** Listed records follows **

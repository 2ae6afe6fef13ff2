pub mod milestones;
pub mod projects;
pub mod proposals;
pub mod users;
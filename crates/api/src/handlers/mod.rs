pub mod auth;
pub mod milestones;
pub mod projects;
pub mod proposals;
pub mod users;

/// Splits a comma separated query value, dropping blank entries.
pub(crate) fn split_list(value: Option<&str>) -> Vec<String> {
  value
    .unwrap_or_default()
    .split(',')
    .map(str::trim)
    .filter(|item| !item.is_empty())
    .map(str::to_string)
    .collect()
}
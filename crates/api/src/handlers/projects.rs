use axum::{
  extract::{Path, Query, State},
  http::StatusCode,
  middleware::from_fn_with_state,
  Extension, Json,
};
use chrono::{DateTime, Utc};
use serde::Deserialize;
use tracing::{debug, instrument};
use utoipa::{IntoParams, ToSchema};
use utoipa_axum::{
  router::{OpenApiRouter, UtoipaMethodRouterExt},
  routes,
};
use uuid::Uuid;
use validator::Validate;

use crate::{
  entities::{
    project::{Attachment, Category, ProjectPage, ProjectStatus, ProjectView},
    user::User,
  },
  error::{ApiError, ApiResult},
  service::{
    lifecycle::{Actor, NewProject, NewReview, ProjectChanges},
    mutation, query,
  },
  store::{Pagination, ProjectFilter},
  AppJson, AppState,
};

use super::{auth::auth_guard, milestones::init_milestones_routes, proposals::init_proposals_routes, split_list};

pub(crate) const PROJECTS_TAG: &str = "projects";

pub fn init_projects_routes(state: AppState) -> OpenApiRouter<AppState> {
  OpenApiRouter::new()
    .routes(routes!(list_projects))
    .routes(routes!(create_project).layer(from_fn_with_state(state.clone(), auth_guard)))
    .routes(routes!(get_project))
    .routes(routes!(update_project, delete_project).layer(from_fn_with_state(state.clone(), auth_guard)))
    .routes(routes!(similar_projects))
    .routes(routes!(cancel_project).layer(from_fn_with_state(state.clone(), auth_guard)))
    .routes(routes!(review_project).layer(from_fn_with_state(state.clone(), auth_guard)))
    .merge(init_proposals_routes(state.clone()))
    .merge(init_milestones_routes(state.clone()))
}

#[derive(Debug, Deserialize, IntoParams)]
#[serde(rename_all = "camelCase")]
#[into_params(parameter_in = Query)]
struct ListProjectsParams {
  /// Category label, e.g. `Web Development`
  category: Option<String>,
  status: Option<String>,
  min_budget: Option<f64>,
  max_budget: Option<f64>,
  /// Comma separated, matches projects requiring any of them
  skills: Option<String>,
  /// Case-insensitive substring of the title, description or a skill
  search: Option<String>,
  page: Option<i64>,
  limit: Option<i64>,
}

impl ListProjectsParams {
  fn filter(&self) -> ApiResult<ProjectFilter> {
    Ok(ProjectFilter {
      category: self
        .category
        .as_deref()
        .map(str::parse::<Category>)
        .transpose()
        .map_err(ApiError::InvalidInput)?,
      status: self
        .status
        .as_deref()
        .map(str::parse::<ProjectStatus>)
        .transpose()
        .map_err(ApiError::InvalidInput)?,
      min_budget: self.min_budget,
      max_budget: self.max_budget,
      skills: split_list(self.skills.as_deref()),
      search: self
        .search
        .as_deref()
        .map(str::trim)
        .filter(|search| !search.is_empty())
        .map(str::to_string),
      ..ProjectFilter::default()
    })
  }
}

#[utoipa::path(
  get,
  path = "",
  tag = PROJECTS_TAG,
  params(
    ListProjectsParams
  ),
  responses(
    (status = 200, description = "Page of projects, newest first", body = ProjectPage),
    (status = 400, description = "Invalid filter")
  )
)]
#[instrument(skip(state))]
async fn list_projects(
  State(state): State<AppState>,
  Query(params): Query<ListProjectsParams>,
) -> ApiResult<Json<ProjectPage>> {
  let filter = params.filter()?;
  let pagination = Pagination::new(params.page, params.limit);

  let page = query::projects::list(state.store.as_ref(), &filter, pagination, Utc::now()).await?;

  Ok(Json(page))
}

#[derive(Debug, Validate, Deserialize, ToSchema)]
#[serde(rename_all = "camelCase")]
pub struct CreateProject {
  #[validate(length(min = 1, max = 200))]
  title: String,
  #[validate(length(min = 1, max = 5000))]
  description: String,
  category: Category,
  #[validate(length(min = 1))]
  skills: Vec<String>,
  #[validate(range(min = 0.0))]
  budget: f64,
  deadline: DateTime<Utc>,
  #[validate(length(min = 1))]
  requirements: Vec<String>,
  #[serde(default)]
  attachments: Vec<Attachment>,
}

#[utoipa::path(
  post,
  path = "",
  tag = PROJECTS_TAG,
  request_body = CreateProject,
  responses(
    (status = 201, description = "Project created successfully", body = ProjectView),
    (status = 400, description = "Validation error"),
    (status = 401, description = "Unauthorized"),
    (status = 403, description = "Only entrepreneurs can create projects")
  )
)]
#[instrument(skip(state, user, input), fields(user_id = %user.id))]
async fn create_project(
  State(state): State<AppState>,
  Extension(user): Extension<User>,
  AppJson(input): AppJson<CreateProject>,
) -> ApiResult<(StatusCode, Json<ProjectView>)> {
  debug!("Register new project with request: {:?}", input);

  input.validate()?;

  let project = mutation::projects::create(
    state.store.as_ref(),
    &Actor::from(&user),
    NewProject {
      title: input.title,
      description: input.description,
      category: input.category,
      skills: input.skills,
      budget: input.budget,
      deadline: input.deadline,
      requirements: input.requirements,
      attachments: input.attachments,
    },
    Utc::now(),
  )
  .await?;

  let view = query::projects::present(state.store.as_ref(), project).await?;

  Ok((StatusCode::CREATED, Json(view)))
}

#[utoipa::path(
  get,
  path = "/{id}",
  tag = PROJECTS_TAG,
  responses(
    (status = 200, description = "Project with resolved users", body = ProjectView),
    (status = 404, description = "Project not found")
  ),
  params(
    ("id" = Uuid, Path, description = "Project id")
  )
)]
#[instrument(skip(state), fields(project_id = %id))]
async fn get_project(State(state): State<AppState>, Path(id): Path<Uuid>) -> ApiResult<Json<ProjectView>> {
  let project = query::projects::find_by_id(state.store.as_ref(), id, Utc::now()).await?;
  let view = query::projects::present(state.store.as_ref(), project).await?;

  Ok(Json(view))
}

/// Partial update. The status is not part of it and cannot be changed here.
#[derive(Debug, Validate, Deserialize, ToSchema)]
#[serde(rename_all = "camelCase")]
pub struct UpdateProject {
  #[validate(length(min = 1, max = 200))]
  title: Option<String>,
  #[validate(length(min = 1, max = 5000))]
  description: Option<String>,
  category: Option<Category>,
  #[validate(length(min = 1))]
  skills: Option<Vec<String>>,
  #[validate(range(min = 0.0))]
  budget: Option<f64>,
  deadline: Option<DateTime<Utc>>,
  #[validate(length(min = 1))]
  requirements: Option<Vec<String>>,
  attachments: Option<Vec<Attachment>>,
}

#[utoipa::path(
  put,
  path = "/{id}",
  tag = PROJECTS_TAG,
  request_body = UpdateProject,
  responses(
    (status = 200, description = "Project updated successfully", body = ProjectView),
    (status = 400, description = "Validation error or project no longer open"),
    (status = 403, description = "Not the owner"),
    (status = 404, description = "Project not found"),
    (status = 409, description = "Project modified concurrently")
  ),
  params(
    ("id" = Uuid, Path, description = "Project id")
  )
)]
#[instrument(skip(state, user, input), fields(project_id = %id, user_id = %user.id))]
async fn update_project(
  State(state): State<AppState>,
  Extension(user): Extension<User>,
  Path(id): Path<Uuid>,
  AppJson(input): AppJson<UpdateProject>,
) -> ApiResult<Json<ProjectView>> {
  debug!("Update project with id {} and params {:?}", id, input);

  input.validate()?;

  let project = mutation::projects::update(
    state.store.as_ref(),
    id,
    &Actor::from(&user),
    ProjectChanges {
      title: input.title,
      description: input.description,
      category: input.category,
      skills: input.skills,
      budget: input.budget,
      deadline: input.deadline,
      requirements: input.requirements,
      attachments: input.attachments,
    },
    Utc::now(),
  )
  .await?;

  let view = query::projects::present(state.store.as_ref(), project).await?;

  Ok(Json(view))
}

#[utoipa::path(
  delete,
  path = "/{id}",
  tag = PROJECTS_TAG,
  responses(
    (status = 204, description = "Project successfully deleted"),
    (status = 403, description = "Not the owner"),
    (status = 404, description = "Project not found")
  ),
  params(
    ("id" = Uuid, Path, description = "Project id")
  )
)]
#[instrument(skip(state, user), fields(project_id = %id, user_id = %user.id))]
async fn delete_project(
  State(state): State<AppState>,
  Extension(user): Extension<User>,
  Path(id): Path<Uuid>,
) -> ApiResult<StatusCode> {
  debug!("Remove project with id {}", id);

  mutation::projects::delete(state.store.as_ref(), id, &Actor::from(&user), Utc::now()).await?;

  Ok(StatusCode::NO_CONTENT)
}

#[utoipa::path(
  get,
  path = "/{id}/similar",
  tag = PROJECTS_TAG,
  responses(
    (status = 200, description = "Open projects of the same category", body = [ProjectView]),
    (status = 404, description = "Project not found")
  ),
  params(
    ("id" = Uuid, Path, description = "Project id")
  )
)]
#[instrument(skip(state), fields(project_id = %id))]
async fn similar_projects(State(state): State<AppState>, Path(id): Path<Uuid>) -> ApiResult<Json<Vec<ProjectView>>> {
  let projects = query::projects::similar(state.store.as_ref(), id, Utc::now()).await?;
  let views = query::projects::present_many(state.store.as_ref(), projects).await?;

  Ok(Json(views))
}

#[utoipa::path(
  post,
  path = "/{id}/cancel",
  tag = PROJECTS_TAG,
  responses(
    (status = 200, description = "Project cancelled", body = ProjectView),
    (status = 400, description = "Project already completed or cancelled"),
    (status = 403, description = "Not the owner"),
    (status = 404, description = "Project not found")
  ),
  params(
    ("id" = Uuid, Path, description = "Project id")
  )
)]
#[instrument(skip(state, user), fields(project_id = %id, user_id = %user.id))]
async fn cancel_project(
  State(state): State<AppState>,
  Extension(user): Extension<User>,
  Path(id): Path<Uuid>,
) -> ApiResult<Json<ProjectView>> {
  let project = mutation::projects::cancel(state.store.as_ref(), id, &Actor::from(&user), Utc::now()).await?;
  let view = query::projects::present(state.store.as_ref(), project).await?;

  Ok(Json(view))
}

#[derive(Debug, Validate, Deserialize, ToSchema)]
pub struct ReviewRequest {
  #[validate(range(min = 1, max = 5))]
  rating: u8,
  #[validate(length(max = 2000))]
  review: Option<String>,
}

#[utoipa::path(
  post,
  path = "/{id}/reviews",
  tag = PROJECTS_TAG,
  request_body = ReviewRequest,
  responses(
    (status = 201, description = "Review recorded", body = ProjectView),
    (status = 400, description = "Project not completed or invalid rating"),
    (status = 403, description = "Neither the owner nor the assigned freelancer"),
    (status = 409, description = "Review already left")
  ),
  params(
    ("id" = Uuid, Path, description = "Project id")
  )
)]
#[instrument(skip(state, user, input), fields(project_id = %id, user_id = %user.id))]
async fn review_project(
  State(state): State<AppState>,
  Extension(user): Extension<User>,
  Path(id): Path<Uuid>,
  AppJson(input): AppJson<ReviewRequest>,
) -> ApiResult<(StatusCode, Json<ProjectView>)> {
  input.validate()?;

  let project = mutation::projects::review(
    state.store.as_ref(),
    id,
    &Actor::from(&user),
    NewReview {
      rating: input.rating,
      review: input.review,
    },
    Utc::now(),
  )
  .await?;
  let view = query::projects::present(state.store.as_ref(), project).await?;

  Ok((StatusCode::CREATED, Json(view)))
}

** End of Listed records **

**Task brief:**
Print the material above verbatim, first line through the line containing "dropping blank entries.", both included.

**Problem solution:**
repository 2ae6afe6fef13ff2
pub mod milestones;
pub mod projects;
pub mod proposals;
pub mod users;
filename crates/api/src/handlers/mod.rs
pub mod auth;
pub mod milestones;
pub mod projects;
pub mod proposals;
pub mod users;

/// Splits a comma separated query value, dropping blank entries.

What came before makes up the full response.